Let me start in the here and now. This year, I spent the 4th of July with my parents and our cats. I took a walk around the neighborhood (with just my parents, not the cats), visited with an old neighbor, and stayed inside to make sure the kitties weren’t too scared while people set off fireworks in the street. Then I went to bed at a reasonable hour. Wild night, I know.
Last year, things were vastly different. I was living in Los Angeles, working and “adulting” as best I could. My soon-to-be boyfriend at the time had called things off a few days before because he wasn’t sure about us. My roommates and I had a party for the 4th where I ended up meeting someone new. Later I watched the fireworks go off over the marina with him and our friends. In the following week we went on one date, he left for a month long vacation, and I got back together with the original guy who had called things off.
For some reason, this year my neighborhood-walking-cat-comforting 4th of July didn’t bring quite as much excitement or drama. And that is fine by me.

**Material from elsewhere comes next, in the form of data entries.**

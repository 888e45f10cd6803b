//! Basic example demonstrating LarkDB Rust SDK usage.

use larkdb::{field, Direction, LarkDB, LarkOptions};
use serde_json::json;

#[tokio::main]
async fn main() -> larkdb::Result<()> {
  // The api key is the base64-encoded host of your database endpoint;
  // "bG9jYWxob3N0OjgwOTA=" is "localhost:8090".
  let db = LarkDB::with_options(
    LarkOptions::new("bG9jYWxob3N0OjgwOTA=").with_cache(),
  )?;

  let messages = db.collection("messages");

  // Insert a couple of messages
  messages
    .new_document()
    .mutate(json!({ "author": "alice", "text": "hi" }))
    .await?;
  messages
    .new_document()
    .mutate(json!({ "author": "bob", "text": "yo" }))
    .await?;

  // One-shot query
  let from_alice = messages
    .clone()
    .filter(field("author").eq("alice"))
    .fetch()
    .await?;
  println!("{} message(s) from alice", from_alice.len());

  // Live view of the ten most recent messages
  println!("\nWatching messages (Ctrl+C to exit)...\n");
  let mut sub = messages
    .order("$modified", Direction::Desc)
    .take(10)
    .subscribe()
    .await?;

  while let Some(update) = sub.next().await {
    let update = update?;
    for doc in &update.inserted {
      if let Some(value) = &doc.value {
        println!(
          "[{}] {}",
          value.get("author").and_then(|v| v.as_str()).unwrap_or("?"),
          value.get("text").and_then(|v| v.as_str()).unwrap_or(""),
        );
      }
    }
    for doc in &update.removed {
      println!("(removed {})", doc.id);
    }
  }

  Ok(())
}
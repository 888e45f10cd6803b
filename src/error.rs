//! Error types for the LarkDB client SDK.

use thiserror::Error;

/// Reasons a request payload was rejected before reaching the wire.
#[derive(Error, Debug, Clone, Copy, PartialEq, Eq)]
pub enum InvalidDataKind {
  #[error("serialization failure")]
  SerializationFailure,

  #[error("invalid filter")]
  InvalidFilter,

  #[error("invalid document")]
  InvalidDocument,

  #[error("invalid identifier format")]
  InvalidIdentifierFormat,

  #[error("invalid key path")]
  InvalidKeyPath,

  #[error("invalid limit")]
  InvalidLimit,
}

/// Reasons an optimistic execution did not complete.
#[derive(Error, Debug, Clone, Copy, PartialEq, Eq)]
pub enum ExecutionErrorKind {
  #[error("write conflict")]
  WriteConflict,

  #[error("aborted")]
  Aborted,
}

#[derive(Error, Debug, Clone, PartialEq)]
pub enum Error {
  #[error("Permission denied")]
  PermissionDenied,

  #[error("Server error: {0}")]
  Server(String),

  #[error("Invalid request")]
  InvalidRequest,

  #[error("Connection terminated")]
  ConnectionTerminated,

  #[error("Invalid data: {0}")]
  InvalidData(InvalidDataKind),

  #[error("Timeout")]
  Timeout,

  #[error("Invalid auth token")]
  InvalidAuthToken,

  #[error("Execution failed: {0}")]
  ExecutionFailed(ExecutionErrorKind),

  #[error("Channel closed")]
  ChannelClosed,

  #[error("{0}")]
  Other(String),
}

impl Error {
  /// Maps a server `err-type` tag to the client-side error taxonomy.
  pub(crate) fn from_wire(err_type: &str, err_msg: Option<&str>) -> Self {
    match err_type {
      "permission-denied" => Error::PermissionDenied,
      "server-error" => Error::Server(err_msg.unwrap_or("internal server error").to_string()),
      "invalid-request" => Error::InvalidRequest,
      "connection-terminated" => Error::ConnectionTerminated,
      "invalid-auth-token" => Error::InvalidAuthToken,
      "write-conflict" => Error::ExecutionFailed(ExecutionErrorKind::WriteConflict),
      other => Error::Other(err_msg.map(str::to_string).unwrap_or_else(|| other.to_string())),
    }
  }

  /// True when the logical session is gone and the connection id must be
  /// discarded before reconnecting.
  pub(crate) fn terminates_session(&self) -> bool {
    matches!(self, Error::ConnectionTerminated | Error::Timeout)
  }
}

impl From<serde_json::Error> for Error {
  fn from(_: serde_json::Error) -> Self {
    Error::InvalidData(InvalidDataKind::SerializationFailure)
  }
}

impl From<std::io::Error> for Error {
  fn from(e: std::io::Error) -> Self {
    Error::Other(format!("io error: {}", e))
  }
}

pub type Result<T> = std::result::Result<T, Error>;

This year, I am boyfriend-less, apartment-less, and even full-time job-less. I have no dating prospects, I’m living with my parents, and I’m trying to make it as a writer. And I’ve never felt better.
I’m not dating by choice, but I haven’t closed myself off to the possibility. If someone comes into my life, great. But I’m not out there looking for someone to fill a void I need to figure out how to fill on my own. I’m taking the time to work on myself. And there’s a lot of work to be done.

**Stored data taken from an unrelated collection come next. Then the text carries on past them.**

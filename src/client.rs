//! Public surface: database handle, collection and document references.
//!
//! A [`LarkDB`] handle owns one session (and optionally one cache) per api
//! key. Handles are deduplicated through an explicit process-wide registry;
//! [`LarkDB::destroy`] removes the handle and tears the session down.

use std::collections::HashMap;
use std::sync::{Arc, OnceLock};
use std::time::Duration;

use base64::engine::general_purpose::STANDARD as BASE64;
use base64::Engine as _;
use parking_lot::Mutex;
use serde_json::{Map, Value};
use tokio::sync::mpsc;
use uuid::Uuid;

use crate::cache::{Cache, CacheOptions};
use crate::document::Document;
use crate::error::{Error, ExecutionErrorKind, InvalidDataKind, Result};
use crate::network::{Connector, WsConnector};
use crate::protocol::{ClientRequest, WriteDocument};
use crate::query::{field, Direction, Filter, Ordering, Query, KEY_PATH_ID};
use crate::session::{SessionConfig, SessionHandle};
use crate::subscription::SubscriptionUpdate;

/// Process-wide registry of live handles, one per api key.
fn registry() -> &'static Mutex<HashMap<String, LarkDB>> {
    static REGISTRY: OnceLock<Mutex<HashMap<String, LarkDB>>> = OnceLock::new();
    REGISTRY.get_or_init(|| Mutex::new(HashMap::new()))
}

/// Configuration for a [`LarkDB`] handle.
pub struct LarkOptions {
    api_key: String,
    auth_token: Option<String>,
    cache_enabled: bool,
    cache: CacheOptions,
    request_timeout: Option<Duration>,
    heartbeat_interval: Duration,
    connector: Option<Arc<dyn Connector>>,
}

impl LarkOptions {
    pub fn new(api_key: impl Into<String>) -> Self {
        Self {
            api_key: api_key.into(),
            auth_token: None,
            cache_enabled: false,
            cache: CacheOptions::default(),
            request_timeout: None,
            heartbeat_interval: SessionConfig::default_heartbeat(),
            connector: None,
        }
    }

    /// Authorization token sent right after every connection is established.
    pub fn with_auth(mut self, token: impl Into<String>) -> Self {
        self.auth_token = Some(token.into());
        self
    }

    /// Enables the on-disk cache for offline reads.
    pub fn with_cache(mut self) -> Self {
        self.cache_enabled = true;
        self
    }

    /// Evict cached datasets older than `ttl` on open.
    pub fn with_cache_ttl(mut self, ttl: Duration) -> Self {
        self.cache.ttl = Some(ttl);
        self
    }

    /// On-disk size cap for the cache.
    pub fn with_cache_max_size(mut self, max_size: u64) -> Self {
        self.cache.max_size = max_size;
        self
    }

    /// Directory used instead of the platform cache root.
    pub fn with_cache_root(mut self, root: std::path::PathBuf) -> Self {
        self.cache.root = Some(root);
        self
    }

    /// Per-request timeout. Without it only connection requests time out.
    pub fn with_timeout(mut self, timeout: Duration) -> Self {
        self.request_timeout = Some(timeout);
        self
    }

    /// Overrides the heartbeat interval (mainly for tests).
    pub fn with_heartbeat_interval(mut self, interval: Duration) -> Self {
        self.heartbeat_interval = interval;
        self
    }

    /// Swaps the WebSocket transport for a custom one.
    pub fn with_connector(mut self, connector: Arc<dyn Connector>) -> Self {
        self.connector = Some(connector);
        self
    }
}

/// Handle to one LarkDB database.
///
/// Cloning is cheap; all clones share the same session. Requires a tokio
/// runtime: the session, network, and cache workers are spawned on creation.
#[derive(Clone)]
pub struct LarkDB {
    inner: Arc<DbInner>,
}

struct DbInner {
    api_key: String,
    session: SessionHandle,
}

impl LarkDB {
    /// Returns the existing handle for `api_key`, or creates one with
    /// default options.
    pub fn with_api_key(api_key: impl Into<String>) -> Result<Self> {
        let api_key = api_key.into();
        if let Some(db) = registry().lock().get(&api_key) {
            return Ok(db.clone());
        }
        Self::with_options(LarkOptions::new(api_key))
    }

    /// Creates (or returns) the handle described by `options`.
    pub fn with_options(options: LarkOptions) -> Result<Self> {
        // Held across creation so concurrent calls cannot race two sessions
        // into existence for the same key.
        let mut handles = registry().lock();
        if let Some(db) = handles.get(&options.api_key) {
            return Ok(db.clone());
        }

        let url = url_from_api_key(&options.api_key)?;
        let cache = if options.cache_enabled {
            Some(Cache::open(&options.api_key, options.cache.clone())?)
        } else {
            None
        };
        let connector = options
            .connector
            .unwrap_or_else(|| Arc::new(WsConnector));
        let session = SessionHandle::spawn(SessionConfig {
            url,
            connector,
            cache,
            auth_token: options.auth_token,
            request_timeout: options.request_timeout,
            heartbeat_interval: options.heartbeat_interval,
        });

        let db = Self {
            inner: Arc::new(DbInner { api_key: options.api_key.clone(), session }),
        };
        handles.insert(options.api_key, db.clone());
        Ok(db)
    }

    /// The api key this handle was created with.
    pub fn api_key(&self) -> &str {
        &self.inner.api_key
    }

    /// Generates a new document id.
    pub fn generate_id() -> String {
        Uuid::new_v4().to_string()
    }

    /// A reference to the named collection.
    pub fn collection(&self, collection_id: impl Into<String>) -> CollectionRef {
        CollectionRef {
            db: self.clone(),
            collection_id: collection_id.into(),
            query: Query::default(),
        }
    }

    /// Sends an authorization request; resolves once the server accepts the
    /// token. The token is replayed after every reconnect.
    pub async fn authorize(&self, token: impl Into<String>) -> Result<()> {
        self.inner.session.authorize(token.into()).await
    }

    /// Drops the current authorization.
    pub async fn deauthorize(&self) -> Result<()> {
        self.inner.session.deauthorize().await
    }

    /// Closes the transport intentionally; cached reads keep working.
    pub fn go_offline(&self) {
        self.inner.session.go_offline();
    }

    /// Re-opens the transport after [`go_offline`](Self::go_offline).
    pub fn go_online(&self) {
        self.inner.session.go_online();
    }

    /// Unregisters the handle and tears down its session. Pending requests
    /// fail with `ConnectionTerminated`.
    pub fn destroy(&self) {
        registry().lock().remove(&self.inner.api_key);
        self.inner.session.destroy();
    }

    fn session(&self) -> &SessionHandle {
        &self.inner.session
    }
}

/// The api key is the base64-encoded host of the database endpoint.
fn url_from_api_key(api_key: &str) -> Result<String> {
    let bytes = BASE64
        .decode(api_key)
        .map_err(|_| Error::Other("api key is not valid base64".to_string()))?;
    let host = String::from_utf8(bytes)
        .map_err(|_| Error::Other("api key does not decode to a host".to_string()))?;
    if host.is_empty() {
        return Err(Error::Other("api key decodes to an empty host".to_string()));
    }
    Ok(format!("ws://{}", host))
}

/// Immutable query builder over one collection.
#[derive(Clone)]
pub struct CollectionRef {
    db: LarkDB,
    collection_id: String,
    query: Query,
}

impl CollectionRef {
    pub fn collection_id(&self) -> &str {
        &self.collection_id
    }

    /// ANDs `filter` onto the accumulated filter.
    pub fn filter(mut self, filter: Filter) -> Self {
        self.query.add_filter(filter);
        self
    }

    /// Appends an ordering descriptor; earlier calls stay primary.
    pub fn order(mut self, key_path: impl Into<String>, direction: Direction) -> Self {
        self.query.add_ordering(Ordering::new(key_path, direction));
        self
    }

    /// Skips the first `n` matching documents.
    pub fn skip(mut self, n: u32) -> Self {
        self.query.paging.skip = Some(n);
        self
    }

    /// Bounds the result window to `n` documents (at most 500).
    pub fn take(mut self, n: u32) -> Self {
        self.query.paging.take = Some(n);
        self
    }

    /// Opens a standing subscription over this query. Equivalent queries
    /// share one server-side registration; a late subscriber receives the
    /// last known value immediately.
    pub async fn subscribe(&self) -> Result<Subscription> {
        let reply = self
            .db
            .session()
            .subscribe(self.collection_id.clone(), self.query.clone())
            .await?;
        Ok(Subscription {
            session: self.db.session().clone(),
            subscription_id: reply.subscription_id,
            listener_id: reply.listener_id,
            rx: reply.rx,
        })
    }

    /// One-shot read of this query.
    pub async fn fetch(&self) -> Result<Vec<Document>> {
        self.db
            .session()
            .fetch(self.collection_id.clone(), self.query.clone())
            .await
    }

    /// A reference to one document in this collection.
    pub fn document(&self, document_id: impl Into<String>) -> DocumentRef {
        DocumentRef {
            db: self.db.clone(),
            collection_id: self.collection_id.clone(),
            document_id: document_id.into(),
        }
    }

    /// A reference to a new document with a generated id.
    pub fn new_document(&self) -> DocumentRef {
        self.document(LarkDB::generate_id())
    }
}

/// Outcome of one round of an optimistic execution block.
pub enum ExecutionResult {
    /// Replace the document with this value.
    Write(Value),
    /// Delete the document.
    Delete,
    /// Give up; the execution fails with `ExecutionFailed(Aborted)`.
    Abort,
}

/// Reference to one document.
#[derive(Clone)]
pub struct DocumentRef {
    db: LarkDB,
    collection_id: String,
    document_id: String,
}

impl DocumentRef {
    pub fn id(&self) -> &str {
        &self.document_id
    }

    /// Overwrites the document unconditionally.
    pub async fn mutate(&self, value: Value) -> Result<()> {
        self.mutate_with_etag(value, None).await
    }

    /// Overwrites the document only if its etag still matches.
    pub async fn mutate_with_etag(&self, value: Value, etag: Option<String>) -> Result<()> {
        let body = into_body(value)?;
        self.db
            .session()
            .write(ClientRequest::Mutate {
                collection_id: self.collection_id.clone(),
                document: WriteDocument { id: self.document_id.clone(), etag, body },
            })
            .await
    }

    /// Merges `value` into the document, leaving unmentioned keys alone.
    pub async fn merge(&self, value: Value) -> Result<()> {
        self.merge_with_etag(value, None).await
    }

    pub async fn merge_with_etag(&self, value: Value, etag: Option<String>) -> Result<()> {
        let body = into_body(value)?;
        self.db
            .session()
            .write(ClientRequest::Merge {
                collection_id: self.collection_id.clone(),
                document: WriteDocument { id: self.document_id.clone(), etag, body },
            })
            .await
    }

    /// Deletes the document unconditionally.
    pub async fn delete(&self) -> Result<()> {
        self.delete_with_etag(None).await
    }

    pub async fn delete_with_etag(&self, etag: Option<String>) -> Result<()> {
        self.db
            .session()
            .write(ClientRequest::Delete {
                collection_id: self.collection_id.clone(),
                id: self.document_id.clone(),
                etag,
            })
            .await
    }

    /// One-shot read; `None` when the document does not exist (or is
    /// deleted).
    pub async fn fetch(&self) -> Result<Option<Document>> {
        let query = self.id_query();
        let documents = self
            .db
            .session()
            .fetch(self.collection_id.clone(), query)
            .await?;
        Ok(documents.into_iter().find(|d| !d.is_tombstone()))
    }

    /// Subscribes to this single document.
    pub async fn subscribe(&self) -> Result<Subscription> {
        let reply = self
            .db
            .session()
            .subscribe(self.collection_id.clone(), self.id_query())
            .await?;
        Ok(Subscription {
            session: self.db.session().clone(),
            subscription_id: reply.subscription_id,
            listener_id: reply.listener_id,
            rx: reply.rx,
        })
    }

    /// Optimistic execution: fetch, transform, write with the fetched etag;
    /// on a write conflict the cycle restarts with a fresh fetch.
    pub async fn execute<F>(&self, mut block: F) -> Result<()>
    where
        F: FnMut(Option<&Map<String, Value>>) -> ExecutionResult,
    {
        loop {
            let current = self.fetch().await?;
            let etag = current.as_ref().and_then(|d| d.etag.clone());

            let outcome = block(current.as_ref().and_then(|d| d.value.as_ref()));
            let result = match outcome {
                ExecutionResult::Write(value) => self.mutate_with_etag(value, etag).await,
                ExecutionResult::Delete => self.delete_with_etag(etag).await,
                ExecutionResult::Abort => {
                    return Err(Error::ExecutionFailed(ExecutionErrorKind::Aborted));
                }
            };
            match result {
                Err(Error::ExecutionFailed(ExecutionErrorKind::WriteConflict)) => {
                    log::debug!("write conflict on {}, retrying", self.document_id);
                    continue;
                }
                other => return other,
            }
        }
    }

    fn id_query(&self) -> Query {
        let mut query = Query::default();
        query.add_filter(field(KEY_PATH_ID).eq(self.document_id.clone()));
        query
    }
}

fn into_body(value: Value) -> Result<Map<String, Value>> {
    match value {
        Value::Object(map) => Ok(map),
        _ => Err(Error::InvalidData(InvalidDataKind::InvalidDocument)),
    }
}

/// A standing subscription. Await [`next`](Self::next) for deliveries; drop
/// to unsubscribe (the last listener for a query triggers the wire
/// unsubscribe).
pub struct Subscription {
    session: SessionHandle,
    subscription_id: String,
    listener_id: u64,
    rx: mpsc::UnboundedReceiver<Result<SubscriptionUpdate>>,
}

impl Subscription {
    /// The next delivery, or `None` once the subscription has ended.
    pub async fn next(&mut self) -> Option<Result<SubscriptionUpdate>> {
        self.rx.recv().await
    }
}

impl Drop for Subscription {
    fn drop(&mut self) {
        self.session
            .remove_listener(self.subscription_id.clone(), self.listener_id);
    }
}

#[cfg(test)]
mod tests {
    use super::*;

    #[test]
    fn test_url_from_api_key() {
        // "localhost:8090" base64-encoded
        let api_key = BASE64.encode("localhost:8090");
        assert_eq!(url_from_api_key(&api_key).unwrap(), "ws://localhost:8090");

        assert!(url_from_api_key("!!!not-base64!!!").is_err());
        assert!(url_from_api_key("").is_err());
    }

    #[test]
    fn test_generated_ids_are_valid_identifiers() {
        let id = LarkDB::generate_id();
        assert!(crate::protocol::validate_identifier(&id).is_ok());
        assert_ne!(LarkDB::generate_id(), LarkDB::generate_id());
    }
}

I don’t have my own place, but I get to hang out with two of the most loving, supportive parents that have ever existed everyday. We listen to 80s rock together and watch sports and HGTV. My dad asks every other week when the next season of Stranger Things comes out, and tells me I can live at home until I’m 30 (I won’t, but I appreciate the permission). My mom takes me to flea markets and vintage clothing stores and tries her best not to ask who I’m texting or where I’m going because I’m an “adult.” I still tell her when I’ll be home because I know she’ll stay up worrying. They’re always on my team, and that means the world to me.
I don’t have a full-time job. I don’t have a regular salary, benefits, or job security. But what I do have is a passion that I’m slowly turning into a career. I’m pursuing this freelance writing thing, and truth be told, it’s not going half bad! I’m gaining clients, making connections, and for the first time, what I do everyday actually makes me happy. I’m confident that one day it will turn into something more stable. And I’m okay with the process of slowly getting there.
So if I had to tell you where I might be next 4th of July, I couldn’t. I have no idea. I can tell you that I’d like to be living on my own, making a living off of my writing, and enjoying my early 20s. More than that, I’d like to have a better handle on my mental health as well as my physical health. But if I’m learning anything from looking back on these markers in time, it’s that we simply can’t predict the future. Groundbreaking, I know, but sometimes it takes work to honestly accept that fact.
This is not a criticism of people who have relationships and jobs and homes of their own. A part of me is still incredibly jealous of you. But this is a recognition that we are all on our own path and moving at our own pace. I’m just settling into mine.
Do I want to be 24 and still living with my parents? No. But I’m more open to where life takes me now than I have been before. And I’m learning to let go of the things I think I should be doing because I think they will validate me as a successful adult. Now I feel validated when I write, when I do yoga, or when I connect with people over the things we’re passionate about. And right now, that’s more than enough.